CLAUDIA PAVONE soprano

FRANCESCA MANZO soprano

JOSÈ MARIA LO MONACO mezzosoprano

ZI-ZHAO GUO tenore

CHRISTIAN FEDERICI baritono

LUCA DALL’AMICO basso

  • Programma

  • Vincenzo Bellini
    Catania 1801 - Puteaux 1835

    Adelson e Salvini, Sinfonia

    Adelson e Salvini - Dopo l’oscuro nembo (Josè Maria Lo Monaco)

    Bianca e Fernando - Sorgi o padre, e la figlia rimira (Francesca Manzo/Josè Maria Lo Monaco)

    Il pirata - Sì, vincemmo, e il pregio io sento (Christian Federici)

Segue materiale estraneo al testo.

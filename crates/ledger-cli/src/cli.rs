//! Subcommand surface for the operator CLI, translated from
//! `cli/workflow/cli.py`'s `argparse` parsers to `clap` derive, in the
//! style of `ethrex`'s `CLI`/`Subcommand` split.

use clap::{Parser, Subcommand};
use ledger_types::{Attribute, BalanceAttribute, TokenStatus};

/// Operator CLI for the asset registry transaction processor.
#[derive(Parser, Debug)]
#[command(name = "ledger-cli")]
#[command(about = "Submit transactions to a ledger-gateway instance")]
pub struct Cli {
    /// Public key this transaction is signed by.
    #[arg(short, long)]
    pub signer: String,

    /// Gateway base URL. Defaults to `LEDGER_CLI_URL` or `http://127.0.0.1:8080`.
    #[arg(long)]
    pub url: Option<String>,

    /// Seconds to poll batch status for before giving up.
    #[arg(long)]
    pub wait: Option<u64>,

    /// Enable debug logging.
    #[arg(short, long)]
    pub verbose: bool,

    #[command(subcommand)]
    pub command: Command,
}

/// One subcommand per payload variant the core accepts, plus a handful
/// of client-side wrappers around operations `cli.py` never exposed a
/// flag for.
#[derive(Subcommand, Debug)]
pub enum Command {
    /// Register the first (and only) Manager account.
    SetManager {
        /// Display name for the new Manager account.
        #[arg(long)]
        name: String,
    },
    /// Register the first (and only) Issuer account.
    SetIssuer {
        /// Display name for the new Issuer account.
        #[arg(long)]
        name: String,
    },
    /// Register a new account for the signer.
    SetAccount {
        /// Display name for the new account.
        #[arg(long)]
        name: String,
    },
    /// Replace a target account's endorsement list. Manager-only.
    SetEndorsement {
        /// Public key of the account to endorse/restrict.
        #[arg(long)]
        public_key: String,
        /// Endorsement tag keys, comma-separated (e.g. `blacklist,whitelist`).
        #[arg(long, value_delimiter = ',')]
        tags: Vec<String>,
    },
    /// Append immutable attributes to a token. Manager-only.
    AddImmutable {
        /// Token identifier.
        #[arg(long)]
        identifier: String,
        /// Immutable tag keys, comma-separated.
        #[arg(long, value_delimiter = ',')]
        tags: Vec<String>,
    },
    /// Issue a new token. Manager-only.
    IssueToken {
        /// Token identifier.
        #[arg(long)]
        identifier: String,
        /// Total supply at issue.
        #[arg(long)]
        total_supply: f64,
    },
    /// Flip a token's ACTIVE/INACTIVE status. Manager-only.
    SetTokenStatus {
        /// Token identifier.
        #[arg(long)]
        identifier: String,
        /// `active` or `inactive`.
        #[arg(long)]
        status: String,
    },
    /// Move units of a token from the signer to a receiver.
    Transfer {
        /// Token identifier.
        #[arg(long)]
        identifier: String,
        /// Amount to move.
        #[arg(long)]
        total_supply: f64,
        /// Receiving account's public key.
        #[arg(long)]
        receiver_pkey: String,
        /// Decimal seconds-since-epoch timestamp.
        #[arg(long)]
        timestamp: String,
    },
    /// Pay out a scheduled Cash Token distribution to a token's holders.
    Heartbeat {
        /// Token whose holders are paid.
        #[arg(long)]
        identifier: String,
        /// Decimal seconds-since-epoch timestamp; matched against the
        /// token's `payments` schedule by calendar date.
        #[arg(long)]
        date: String,
        /// Public keys of the holders to pay, comma-separated.
        #[arg(long, value_delimiter = ',')]
        receivers_pkey: Vec<String>,
    },
    /// Replace a balance's attribute list wholesale.
    SetBalanceAttributes {
        /// Owning account's public key.
        #[arg(long)]
        owner_pkey: String,
        /// Token identifiers whose balances get the new attributes.
        #[arg(long, value_delimiter = ',')]
        identifiers: Vec<String>,
        /// `key=value` pairs, comma-separated.
        #[arg(long, value_delimiter = ',')]
        attributes: Vec<String>,
    },
}

impl Command {
    /// Translate the parsed subcommand into the wire [`Payload`] the
    /// processor understands.
    pub fn into_payload(self) -> Result<ledger_core::ports::inbound::Payload, String> {
        use ledger_core::ports::inbound::*;
        use Command::*;

        Ok(match self {
            SetManager { name } => Payload::SetManager(SetManagerBody {
                name,
                endorsement: vec![],
            }),
            SetIssuer { name } => Payload::SetIssuer(SetIssuerBody {
                name,
                endorsement: vec![],
            }),
            SetAccount { name } => Payload::SetAccount(SetAccountBody {
                name,
                endorsement: vec![],
            }),
            SetEndorsement { public_key, tags } => Payload::SetEndorsement(SetEndorsementBody {
                public_key,
                endorsement: tags.into_iter().map(Attribute::flag).collect(),
            }),
            AddImmutable { identifier, tags } => Payload::AddImmutable(AddImmutableBody {
                name: identifier,
                immutables: tags.into_iter().map(Attribute::flag).collect(),
            }),
            IssueToken {
                identifier,
                total_supply,
            } => Payload::IssueToken(IssueTokenBody {
                name: identifier,
                total_supply,
                attributes: vec![],
            }),
            SetTokenStatus { identifier, status } => {
                let status = match status.to_lowercase().as_str() {
                    "active" => TokenStatus::Active,
                    "inactive" => TokenStatus::Inactive,
                    other => return Err(format!("unknown token status: {other}")),
                };
                Payload::SetTokenStatus(SetTokenStatusBody {
                    name: identifier,
                    status,
                })
            }
            Transfer {
                identifier,
                total_supply,
                receiver_pkey,
                timestamp,
            } => Payload::Transfer(TransferBody {
                receiver_pkey,
                asset: ledger_types::AssetAmount {
                    name: identifier,
                    total_supply,
                },
                timestamp,
            }),
            Heartbeat {
                identifier,
                date,
                receivers_pkey,
            } => Payload::Heartbeat(HeartbeatBody {
                token_name: identifier,
                date,
                receivers_pkey,
            }),
            SetBalanceAttributes {
                owner_pkey,
                identifiers,
                attributes,
            } => {
                let attributes = attributes
                    .into_iter()
                    .map(|pair| {
                        let (key, value) = pair
                            .split_once('=')
                            .ok_or_else(|| format!("expected key=value, got: {pair}"))?;
                        Ok(BalanceAttribute {
                            key: key.to_string(),
                            value: value.to_string(),
                        })
                    })
                    .collect::<Result<Vec<_>, String>>()?;
                Payload::SetBalanceAttributes(SetBalanceAttributesBody {
                    owner_pkey,
                    identifiers,
                    attributes,
                })
            }
        })
    }
}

    La straniera - Ciel pietoso, in si crudo momento (Francesca Manzo)

    Zaira - Amo ed amata io sono (Claudia Pavone)

    Capuleti e Montecchi - O tu, mia sola speme! (Josè Maria Lo Monaco)

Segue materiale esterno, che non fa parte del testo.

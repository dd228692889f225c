//! # ledger-cli
//!
//! Operator CLI: parses a subcommand into a [`ledger_core::ports::inbound::Payload`],
//! submits it to a `ledger-gateway` instance, and optionally polls for
//! settlement. Carries no business rules of its own.

pub mod cli;
pub mod client;
pub mod domain;

pub use cli::{Cli, Command};
pub use client::LedgerClient;
pub use domain::{CliConfig, CliError};
//! # ledger-gateway
//!
//! REST front-end for the asset registry transaction processor. Binds
//! the port from `LEDGER_GATEWAY_PORT` (default 8080) and serves account,
//! token, and balance lookups plus batch submission/status polling.

use tracing::Level;
use tracing_subscriber::FmtSubscriber;

use ledger_gateway::domain::GatewayConfig;

#[tokio::main]
async fn main() -> std::io::Result<()> {
    let level = std::env::var("LEDGER_GATEWAY_LOG_LEVEL")
        .ok()
        .and_then(|raw| raw.parse().ok())
        .unwrap_or(Level::INFO);
    let subscriber = FmtSubscriber::builder().with_max_level(level).finish();
    tracing::subscriber::set_global_default(subscriber)
        .expect("setting default tracing subscriber failed");

    let mut config = GatewayConfig::default();
    if let Ok(port) = std::env::var("LEDGER_GATEWAY_PORT") {
        config.port = port.parse().expect("LEDGER_GATEWAY_PORT must be a u16");
    }
    if let Ok(url) = std::env::var("LEDGER_GATEWAY_REMOTE_STORE_URL") {
        config.remote_store_url = Some(url);
    }

    ledger_gateway::service::run(config).await
}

    Capuleti e Montecchi - Ah! crudel! che mai facesti? (Claudia Pavone/Josè Maria Lo Monaco)

    La sonnambula - Vi ravviso, o luoghi ameni (Luca Dall’Amico)

    I Puritani - A te, o cara, amor talora (Zi-Zhao Guo)

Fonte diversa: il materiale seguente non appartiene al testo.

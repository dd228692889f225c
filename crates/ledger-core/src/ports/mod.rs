//! # Ports Layer
//!
//! Trait and message definitions sitting between the domain rules and the
//! outside world.
//!
//! - **Driving port (inbound)**: [`inbound::Payload`] — the tagged payload
//!   the collaborator (consensus layer) hands to the processor.
//! - **Driven port (outbound)**: [`outbound::StateStore`] — the raw
//!   key/value state-store interface the facade composes.

pub mod inbound;
pub mod outbound;

pub use inbound::*;
pub use outbound::*;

    I Puritani - Suoni la tromba, e intrepido (Christian Federici/Luca Dall’Amico)

    I Puritani - Ah per sempre io ti perdei (Christian Federici)

    Beatrice di Tenda - Angiol di pace (Zi-Zhao Guo)

    Norma - Dormono entrambi (Claudia Pavone)

    Norma - Mira o Norma (Claudia Pavone/Josè Maria Lo Monaco)

     

    Nel breve arco di tempo che va dal 1825, anno in cui fu rappresentato il suo primo lavoro giovanile, Adelson e Salvini, al 1835, anno del suo capolavoro assoluto, I Puritani, Bellini compose 10 opere che segnano altrettante tappe dell’evoluzione di quello stile che avrebbe influenzato le future caratteristiche dell’opera romantica. Già la sua prima opera, Adelson e Salvini, nonostante una certa influenza della Scuola Napoletana, soprattutto di Pergolesi e Piccinni, rivela una prima definizione di stile e grande vitalità teatrale. Composta come saggio di diploma su un vecchio libretto di Andrea Leone Tottola, poeta ufficiale del San Carlo e autore di molti libretti per Rossini, Adelson e Salvini, rappresentata, per la prima volta, nel teatrino del collegio di San Sebastiano il 12 gennaio 1825, riscosse un successo tale da essere replicata ogni domenica per un anno intero e da rivelare il genio del giovane compositore catanese al mondo musicale dell’epoca. La Sinfonia è una prefigurazione di quella del Pirata dalla quale differisce sia per alcuni dettagli nel primo tema dell’Allegro in forma-sonata (un mi raggiunto con un’appoggiatura discendente e qualche lieve differenza di natura ritmica) sia per l’assenza dell’Allegro con fuoco iniziale. Le due sinfonie, inoltre, hanno in comune il secondo tema corrispondente alla cabaletta del duetto Salvini-Bonifacio (Oh quante amare lacrime!), non nella forma originaria attestata anche dall’autografo catanese (Ah! se a smorzar l’ardore) di vaga ascendenza rossiniana, ma in quella definitiva della seconda versione. Particolarmente significativa è la romanza di Nelly, Dopo l’oscuro nembo, che Bellini ritenne tanto matura da decidere di riprenderla nei Capuleti e Montecchi per l’aria di Giulietta, Oh! quante volte, oh quante. È una melodia nella quale si afferma già la caratteristica espressività belliniana con patetiche appoggiature che sottolineano il testo e sembrano evocare dei sospiri.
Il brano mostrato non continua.